セキュリティーの穴をかいくぐられたこと。何も知らない一般人を巻き込んでしまったこと。危険な目に遭わせてしまっていたかもしれないこと。
そして彼は――深く頭を下げた。
「感謝は受け取れません。あなたが謝罪する必要もありません。パーティーどころではなくしてしまったのは、ぼくたちが原因です」
「カオルくん……」
「深く謝罪します。申し訳ありませんでした」
「……うん。君たちの気持ち、ちゃんと受け取ります」
もし自分が逆の立場なら。そう考えたら、その謝罪を受け取らないわけにはいけなかった。それに……こんなカオルくんわたし、初めて見るもん。
「なんだかカオルくん、少し変わったね」
「あなたの頭は相変わらず平和ボケしていて幸せですね」
「……気のせいか」
「声に出します? それって」
コズエ先生とどうなったのかとか聞いてはないけど、彼の中で、小さな変化があったのは確かだ。

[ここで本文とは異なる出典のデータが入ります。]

use super::Analyzer;
use crate::types::facts::{Probe, RepoFacts};
use crate::types::score::{AnalyzerKind, Issue, PartialScore};

pub const MAX_SCORE: u32 = 30;

pub const VULNERABILITIES: &str = "security.vulnerabilities";
pub const AUDIT_FAILED: &str = "security.audit_failed";

pub struct SecurityAnalyzer;

impl Analyzer for SecurityAnalyzer {
    fn kind(&self) -> AnalyzerKind {
        AnalyzerKind::Security
    }

    fn max_score(&self) -> u32 {
        MAX_SCORE
    }

    fn analyze(&self, facts: &RepoFacts) -> PartialScore {
        match &facts.audit {
            Probe::Collected(audit) => {
                let penalty = audit
                    .critical
                    .saturating_mul(10)
                    .saturating_add(audit.high.saturating_mul(5))
                    .saturating_add(audit.moderate.saturating_mul(2));
                let mut issues = Vec::new();
                if audit.actionable() > 0 {
                    issues.push(Issue::new(
                        VULNERABILITIES,
                        format!(
                            "Dependency audit found {} critical, {} high and {} moderate vulnerabilities",
                            audit.critical, audit.high, audit.moderate
                        ),
                    ));
                }
                PartialScore::new(MAX_SCORE.saturating_sub(penalty), MAX_SCORE, issues)
            }
            Probe::Failed(reason) => PartialScore::new(
                MAX_SCORE,
                MAX_SCORE,
                vec![Issue::new(
                    AUDIT_FAILED,
                    format!("Dependency audit failed: {reason}"),
                )],
            ),
            Probe::Unavailable(_) => PartialScore::new(MAX_SCORE, MAX_SCORE, Vec::new()),
        }
    }
}
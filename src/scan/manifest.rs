use super::filesystem::absolute;
use crate::types::facts::{Manifest, ManifestKind, Probe};
use std::collections::BTreeSet;
use std::path::Path;

pub const MANIFEST_FILES: [(&str, ManifestKind); 4] = [
    ("package.json", ManifestKind::Npm),
    ("Cargo.toml", ManifestKind::Cargo),
    ("pyproject.toml", ManifestKind::Python),
    ("requirements.txt", ManifestKind::Python),
];

pub fn find_manifest(files: &[String]) -> Option<(&'static str, ManifestKind)> {
    MANIFEST_FILES
        .iter()
        .find(|(name, _)| files.iter().any(|path| path == name))
        .copied()
}

pub fn read_manifest(root: &Path, files: &[String]) -> Probe<Manifest> {
    let Some((name, kind)) = find_manifest(files) else {
        return Probe::Unavailable("no package manifest found".to_string());
    };
    let content = match std::fs::read_to_string(absolute(root, name)) {
        Ok(content) => content,
        Err(e) => return Probe::Failed(format!("{name}: {e}")),
    };
    match parse_manifest(name, kind, &content) {
        Ok(manifest) => Probe::Collected(manifest),
        Err(reason) => Probe::Failed(format!("{name}: {reason}")),
    }
}

pub fn parse_manifest(name: &str, kind: ManifestKind, content: &str) -> Result<Manifest, String> {
    let dependencies = match (kind, name) {
        (ManifestKind::Npm, _) => npm_dependencies(content)?,
        (ManifestKind::Cargo, _) => cargo_dependencies(content)?,
        (ManifestKind::Python, "pyproject.toml") => pyproject_dependencies(content)?,
        (ManifestKind::Python, _) => requirement_names(content.lines()),
    };
    Ok(Manifest {
        kind,
        path: name.to_string(),
        dependencies: dependencies.into_iter().collect(),
    })
}

fn npm_dependencies(content: &str) -> Result<BTreeSet<String>, String> {
    let value: serde_json::Value = serde_json::from_str(content).map_err(|e| e.to_string())?;
    let mut names = BTreeSet::new();
    for section in ["dependencies", "devDependencies", "peerDependencies"] {
        if let Some(table) = value.get(section).and_then(|deps| deps.as_object()) {
            names.extend(table.keys().cloned());
        }
    }
    Ok(names)
}

fn cargo_dependencies(content: &str) -> Result<BTreeSet<String>, String> {
    let value: toml::Value = toml::from_str(content).map_err(|e| e.to_string())?;
    let mut names = BTreeSet::new();
    for section in ["dependencies", "dev-dependencies", "build-dependencies"] {
        if let Some(table) = value.get(section).and_then(|deps| deps.as_table()) {
            names.extend(table.keys().cloned());
        }
    }
    if let Some(table) = value
        .get("workspace")
        .and_then(|workspace| workspace.get("dependencies"))
        .and_then(|deps| deps.as_table())
    {
        names.extend(table.keys().cloned());
    }
    Ok(names)
}

fn pyproject_dependencies(content: &str) -> Result<BTreeSet<String>, String> {
    let value: toml::Value = toml::from_str(content).map_err(|e| e.to_string())?;
    let mut names = BTreeSet::new();
    if let Some(list) = value
        .get("project")
        .and_then(|project| project.get("dependencies"))
        .and_then(|deps| deps.as_array())
    {
        names.extend(requirement_names(
            list.iter().filter_map(|entry| entry.as_str()),
        ));
    }
    if let Some(table) = value
        .get("tool")
        .and_then(|tool| tool.get("poetry"))
        .and_then(|poetry| poetry.get("dependencies"))
        .and_then(|deps| deps.as_table())
    {
        names.extend(table.keys().filter(|key| *key != "python").cloned());
    }
    Ok(names)
}

fn requirement_names<'a>(lines: impl Iterator<Item = &'a str>) -> BTreeSet<String> {
    lines
        .map(str::trim)
        .filter(|line| !line.is_empty() && !line.starts_with('#') && !line.starts_with('-'))
        .filter_map(|line| {
            line.split(|c: char| "=<>~![; ".contains(c))
                .next()
                .map(|name| name.trim().to_lowercase())
        })
        .filter(|name| !name.is_empty())
        .collect()
}
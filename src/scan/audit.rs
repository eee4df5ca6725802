use super::tools::run_tool;
use crate::error::ToolFailure;
use crate::types::config::AuditConfig;
use crate::types::facts::{AuditSummary, Manifest, ManifestKind, Probe};
use serde::Deserialize;
use std::path::Path;
use std::time::Duration;

const AUDIT_TOOL: &str = "npm audit";

#[derive(Debug, Deserialize)]
struct AuditDocument {
    metadata: Option<AuditMetadata>,
    error: Option<serde_json::Value>,
}

#[derive(Debug, Deserialize)]
struct AuditMetadata {
    vulnerabilities: AuditCounts,
}

#[derive(Debug, Default, Deserialize)]
struct AuditCounts {
    #[serde(default)]
    critical: u32,
    #[serde(default)]
    high: u32,
    #[serde(default)]
    moderate: u32,
    #[serde(default)]
    low: u32,
}

pub async fn audit(
    root: &Path,
    manifest: &Probe<Manifest>,
    config: &AuditConfig,
    deadline: Duration,
) -> Probe<AuditSummary> {
    if !config.enabled {
        return Probe::Unavailable("dependency audit disabled by configuration".to_string());
    }
    match manifest {
        Probe::Collected(manifest) if manifest.kind == ManifestKind::Npm => {}
        Probe::Collected(_) => {
            return Probe::Unavailable("no auditable npm manifest".to_string());
        }
        Probe::Failed(reason) => {
            return Probe::Failed(format!("manifest unreadable: {reason}"));
        }
        Probe::Unavailable(_) => {
            return Probe::Unavailable("no package manifest to audit".to_string());
        }
    }

    let result = match run_tool(&config.command, root, deadline).await {
        Ok(output) => parse_audit_output(&output.stdout).map_err(|failure| {
            // npm audit exits non-zero when it finds vulnerabilities, so only
            // report the exit status when the output was not usable either.
            if output.status != 0 {
                ToolFailure::Exit {
                    tool: AUDIT_TOOL.to_string(),
                    status: output.status,
                    stderr: output.stderr.clone(),
                }
            } else {
                failure
            }
        }),
        Err(failure) => Err(failure),
    };
    Probe::from_tool(result)
}

pub fn parse_audit_output(stdout: &str) -> Result<AuditSummary, ToolFailure> {
    let document: AuditDocument =
        serde_json::from_str(stdout.trim()).map_err(|e| parse_failure(e.to_string()))?;
    if let Some(error) = document.error {
        return Err(parse_failure(format!("audit reported an error: {error}")));
    }
    let counts = document
        .metadata
        .map(|metadata| metadata.vulnerabilities)
        .ok_or_else(|| parse_failure("missing metadata.vulnerabilities".to_string()))?;
    Ok(AuditSummary {
        critical: counts.critical,
        high: counts.high,
        moderate: counts.moderate,
        low: counts.low,
    })
}

fn parse_failure(reason: String) -> ToolFailure {
    ToolFailure::Parse {
        tool: AUDIT_TOOL.to_string(),
        reason,
    }
}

前の彼なら、警備だってただの仕事で。不特定多数の安全のために頑張るなんてこと、きっとしなかったと思う。
「さっき、助けてくれたじゃない?」
「ぼくは何も。侵入者を捕まえたのはアイさんで」
「え? でもわたし、もしかしたらあの時危なかったかもしれないんだよね?」
「まあ、その可能性もなくは……」
「それに、わたしが困ってたから声掛けてくれたんだもんね?」
「……頭の中、お花咲き狂ってませんか? ぼくがなんでわざわざそんなこと」
「そうだよね?」
「あーはいはい。わかりました。それでいいですけど、感謝は受け取らないってさっき言って――」
「助けてくれてどうもありがとう。ちょっとヒーローみたいだった」
「……はい?」
「だから。危ないところ駆け付けてくれた、正義のヒーローみたいだったよ」
「……正義の、ヒーロー……?」
うんうん。それはそれは、しれっとさらっとしてたけど。でも一生懸命その後も、そばにいて守っていてくれたし、気遣ってもくれたし。優しくもしてくれたし、ふざけてたら怒ってもくれた。
「あ、あの、朝日向さん。一体何が言いたいんです?」
「ん? ふふっ。カオルくん、かっこよかったよって話」
「……は?」
「よっ! 正義のヒーロー! 羨ましいなあこのやろうっ」
だからわたしは、それがすごく……嬉しいんだ。彼の世界は、とてもとても小さかったはずだから。